• _DATA SUPPLIED_

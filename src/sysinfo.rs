//! Host and build identification for the report banner.
//!
//! Probing is best effort: anything that cannot be determined is reported
//! as [`UNKNOWN`] with a warning instead of aborting the benchmark.

use log::warn;
use serde::Serialize;

pub const UNKNOWN: &str = "unknown";

#[derive(Debug, Clone, PartialEq, Eq, Serialize)]
pub struct SystemInfo {
    pub cpu: String,
    pub arch: String,
    pub os: String,
    pub logical_cpus: usize,
    /// `rustc --version` of the compiler that built this binary.
    pub rustc: String,
    pub profile: String,
    /// Target arch and the SIMD target features enabled at compile time.
    pub target_features: String,
}

impl SystemInfo {
    pub fn probe() -> Self {
        let cpu = cpu_model().unwrap_or_else(|| {
            warn!("could not determine CPU model; banner shows `{}`", UNKNOWN);
            UNKNOWN.to_string()
        });
        Self {
            cpu,
            arch: std::env::consts::ARCH.to_string(),
            os: std::env::consts::OS.to_string(),
            logical_cpus: num_cpus::get(),
            rustc: env!("FFTCMP_RUSTC_VERSION").to_string(),
            profile: env!("FFTCMP_BUILD_PROFILE").to_string(),
            target_features: env!("FFTCMP_TARGET_FEATURES").to_string(),
        }
    }

    /// One line compiler identifier, e.g. `rustc 1.80.0 (release)`.
    pub fn compiler(&self) -> String {
        if self.profile.is_empty() {
            self.rustc.clone()
        } else {
            format!("{} ({})", self.rustc, self.profile)
        }
    }
}

#[cfg(target_os = "linux")]
fn cpu_model() -> Option<String> {
    match procfs::CpuInfo::new() {
        Ok(info) => info
            .model_name(0)
            .map(|m| m.trim().to_string())
            .filter(|m| !m.is_empty()),
        Err(err) => {
            warn!("reading /proc/cpuinfo failed: {}", err);
            None
        }
    }
}

#[cfg(not(target_os = "linux"))]
fn cpu_model() -> Option<String> {
    None
}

• _ABOUT THIS EXERCISE_
Copy each line of the listing that holds the word "banner".

• _THE COMPLETED TASK_
//! Host and build identification for the report banner.
            warn!("could not determine CPU model; banner shows `{}`", UNKNOWN);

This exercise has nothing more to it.